Steter Tropfen höhlt den Stein: Prof. Dr. Bertolt Meyer, Professor für Organisations- und Wirtschaftspsychologie an der Technischen Universität Chemnitz, wird nicht müde, auf den hohen Nutzen der Gesundheitsförderung am Arbeitsplatz hinzuweisen. Denn Betriebliches Gesundheitsmanagement zahlt sich aus – auch in barer Münze. Dies müsse den Unternehmen immer wieder vorgebetet werden, so der Psychologe. Angesichts der politischen Schützenhilfe in Form des neuen Präventionsgesetzes ist er insgesamt „vorsichtig optimistisch“, dass Arbeitgeber künftig auch die psychischen Belastungen richtig einschätzen und konkret angehen. Allerdings werde aktuell zu viel Verhaltens-statt Verhältnisprävention betrieben, beklagt der Keynote-Speaker der Corporate Health Convention 2016 im Interview.

Laut DAK-Gesundheitsreport waren psychische Erkrankungen 2015 die dritthäufigste Ursache für Krankschreibungen. Sie verursachen zudem lange Fehlzeiten. Was glauben Sie: Stehen sie demnächst gar auf Platz eins?

Wenn die Entwicklung so weitergeht, kann das passieren. In den letzten zehn Jahren haben sich die Fehltage aufgrund psychischer Erkrankungen mehr als verdoppelt. Diese Zuwachsrate ist besorgniserregend. Sie ist viel höher als in allen anderen Diagnosegruppen, in denen die Krankheitstage entweder stagnieren oder rückläufig sind – Stichwort Betriebsunfälle. Deswegen erscheint es mir an der Zeit, dass wir hier groß angelegt gegensteuern.

Was bedingt aus Ihrer Sicht diesen Anstieg?

Die Ursachen für den Anstieg sind komplex. Zum einen handelt es sich um ein statistisches Artefakt: Noch vor zehn, fünfzehn Jahren haben Ärzte unspezifische Kopfschmerzen aufgeschrieben oder eine Kur verordnet, wenn jemand mit einem Burnout-Syndrom in die Praxis kam. Das passiert jetzt nicht mehr oder zumindest deutlich seltener. Ärzte und auch die Betroffenen selbst sind heute viel stärker für das Thema sensibilisiert. Die Leute sind also genauso krank wie früher, nur wird es jetzt richtig diagnostiziert.

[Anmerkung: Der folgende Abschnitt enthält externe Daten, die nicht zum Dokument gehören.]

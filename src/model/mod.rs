//! The per-connection `Session` and per-transaction `Envelope` records, plus
//! the `ProxyInfo` structure produced by the PROXY protocol parser.
//!
//! These are plain data records: all policy lives in the handler, all
//! sequencing lives in the dispatcher. See `spec.md` §3.

use std::collections::HashMap;
use std::net::IpAddr;

/// TLS activation state of a `Session`. Monotonic: once `Active`, a session
/// never returns to `None` for its lifetime.
#[derive(Debug, Clone, Copy, PartialEq, Eq)]
pub enum TlsState {
    None,
    Active,
}

/// Implementation-defined connection metadata exposed once `tls_state` is
/// `Active`. Handlers may use this for logging; the core never gates policy
/// on it beyond the `tls_state` flag itself.
#[derive(Debug, Clone, PartialEq, Eq)]
pub struct TlsInfo {
    /// Negotiated protocol version, e.g. "TLSv1.3".
    pub protocol_version: String,
    /// Negotiated cipher suite name.
    pub cipher_suite: String,
    /// Whether the peer presented a client certificate.
    pub peer_certificate_present: bool,
}

/// PROXY protocol address family (`spec.md` §3, §4.2).
#[derive(Debug, Clone, Copy, PartialEq, Eq)]
pub enum ProxyFamily {
    Unspec,
    Inet,
    Inet6,
    Unix,
}

/// PROXY protocol transport (`spec.md` §3, §4.2).
#[derive(Debug, Clone, Copy, PartialEq, Eq)]
pub enum ProxyProtocolKind {
    Stream,
    Dgram,
    Unknown,
}

/// The structured result of parsing a PROXY v1/v2 preamble.
///
/// A failed or partial parse is represented with `valid = false` and an
/// `error` message rather than by the absence of a `ProxyInfo` -- the
/// dispatcher needs the (possibly partial) original-address data for
/// logging even when the header could not be trusted for policy.
#[derive(Debug, Clone)]
pub struct ProxyInfo {
    pub version: u8,
    pub command: ProxyCommand,
    pub family: ProxyFamily,
    pub protocol: ProxyProtocolKind,
    pub src_addr: Option<IpAddr>,
    pub dst_addr: Option<IpAddr>,
    pub src_port: Option<u16>,
    pub dst_port: Option<u16>,
    /// Raw bytes that followed the parsed address block (v2 only; unparsed TLVs).
    pub rest_bytes: Vec<u8>,
    /// TLVs keyed by standard name (`ALPN`, `AUTHORITY`, ...) or `xNN` for
    /// unrecognized types, where `NN` is the hex byte.
    pub tlv: HashMap<String, Vec<u8>>,
    pub valid: bool,
    pub error: Option<String>,
}

/// The PROXY v2 command nibble: a real proxied connection vs. a health-check
/// probe that carries no useful address information.
#[derive(Debug, Clone, Copy, PartialEq, Eq)]
pub enum ProxyCommand {
    Local,
    Proxy,
}

impl ProxyInfo {
    /// Constructs an invalid/unparsed `ProxyInfo` carrying only an error message.
    pub fn invalid(error: impl Into<String>) -> Self {
        ProxyInfo {
            version: 0,
            command: ProxyCommand::Local,
            family: ProxyFamily::Unspec,
            protocol: ProxyProtocolKind::Unknown,
            src_addr: None,
            dst_addr: None,
            src_port: None,
            dst_port: None,
            rest_bytes: Vec::new(),
            tlv: HashMap::new(),
            valid: false,
            error: Some(error.into()),
        }
    }
}

/// Per-connection state, created at accept and destroyed at close.
#[derive(Debug, Clone)]
pub struct Session {
    /// Remote endpoint identifier (`host:port` or a UNIX socket path).
    pub peer: String,
    /// Value last accepted via HELO/EHLO/LHLO.
    pub host_name: Option<String>,
    /// True after a successful EHLO/LHLO.
    pub extended_smtp: bool,
    /// PROXY preamble data, if one was consumed for this connection.
    pub proxy_data: Option<ProxyInfo>,
    pub tls_state: TlsState,
    pub tls_info: Option<TlsInfo>,
    /// Opaque identity value returned by a successful AUTH.
    pub auth_identity: Option<String>,
    pub authenticated: bool,
    pub login_failed_count: u32,
}

impl Session {
    pub fn new(peer: impl Into<String>) -> Self {
        Session {
            peer: peer.into(),
            host_name: None,
            extended_smtp: false,
            proxy_data: None,
            tls_state: TlsState::None,
            tls_info: None,
            auth_identity: None,
            authenticated: false,
            login_failed_count: 0,
        }
    }

    /// Resets everything a STARTTLS upgrade must reset, preserving `peer`
    /// and `proxy_data` and marking TLS active.
    pub fn reset_for_starttls(&mut self, tls_info: TlsInfo) {
        self.host_name = None;
        self.extended_smtp = false;
        self.auth_identity = None;
        self.authenticated = false;
        self.login_failed_count = 0;
        self.tls_state = TlsState::Active;
        self.tls_info = Some(tls_info);
    }

    /// Best-effort host part of `peer`, for logging even when PROXY data is absent or invalid.
    pub fn peer_host(&self) -> &str {
        self.peer.rsplit_once(':').map(|(h, _)| h).unwrap_or(&self.peer)
    }

    /// Parsed IP address of `peer`, when it is a `host:port` pair with a
    /// numeric host (absent for UNIX socket paths).
    pub fn peer_ip(&self) -> Option<IpAddr> {
        self.peer_host().parse().ok()
    }

    /// Parsed port of `peer`, when it is a `host:port` pair.
    pub fn peer_port(&self) -> Option<u16> {
        self.peer.rsplit_once(':').and_then(|(_, port)| port.parse().ok())
    }
}

/// Per-transaction state: reset at connection start, at `MAIL` after a
/// completed/aborted transaction, and on `RSET`.
#[derive(Debug, Clone, Default)]
pub struct Envelope {
    pub mail_from: Option<String>,
    pub mail_options: Vec<String>,
    pub rcpt_tos: Vec<String>,
    pub rcpt_options: Vec<Vec<String>>,
    /// Byte payload as received post dot-stuffing/CRLF normalization.
    pub content: Option<Vec<u8>>,
    /// Raw normalized bytes prior to any UTF-8 decoding offered to the handler.
    pub original_content: Option<Vec<u8>>,
}

impl Envelope {
    pub fn new() -> Self {
        Self::default()
    }

    pub fn is_empty(&self) -> bool {
        self.mail_from.is_none() && self.rcpt_tos.is_empty()
    }
}

#[cfg(test)]
mod tests {
    use super::*;

    #[test]
    fn peer_accessors_parse_host_and_port() {
        let session = Session::new("192.168.1.10:54321");
        assert_eq!(session.peer_host(), "192.168.1.10");
        assert_eq!(session.peer_ip(), Some("192.168.1.10".parse().unwrap()));
        assert_eq!(session.peer_port(), Some(54321));
    }

    #[test]
    fn peer_accessors_are_none_for_unix_socket_paths() {
        let session = Session::new("/var/run/smtp-core.sock");
        assert_eq!(session.peer_ip(), None);
        assert_eq!(session.peer_port(), None);
    }
}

Somit gibt es keinen Anstieg bei der eigentlichen Erkrankung, sondern nur bei der Zahl der diagnostizierten Fälle?

Das erklärt den Anstieg der Zahlen in dieser Diagnosegruppe. Zweitens: Es hat zu tun mit einer Wechselwirkung aus dem Wandel der Arbeit und der demografischen Entwicklung. Der Wandel der Arbeit – Stichwort Industrie 4.0 – führt dazu, dass Arbeit immer flexibler wird. Menschen müssen immer häufiger eigenverantwortlich Zielvorgaben erfüllen – selbst in „einfachen“ Berufen und Tätigkeiten. Dies und das muss dann und dann fertig sein und wie du das schaffst, bleibt dir überlassen. Das kann für einige Menschen sehr befriedigend sein. Untersuchungen zeigen jedoch, dass dies insbesondere für ältere Arbeitnehmer zusätzlichen Stress bedeutet und sie das Gefühl haben, den immer steigenden Zielsetzungen in Zukunft nicht mehr gewachsen zu sein. Wir laufen somit Gefahr, die ältere Generation abzuhängen. Weil es aber zugleich immer weniger junge Menschen gibt, führt beides zusammen zu einem Anstieg der psychischen Erkrankungen.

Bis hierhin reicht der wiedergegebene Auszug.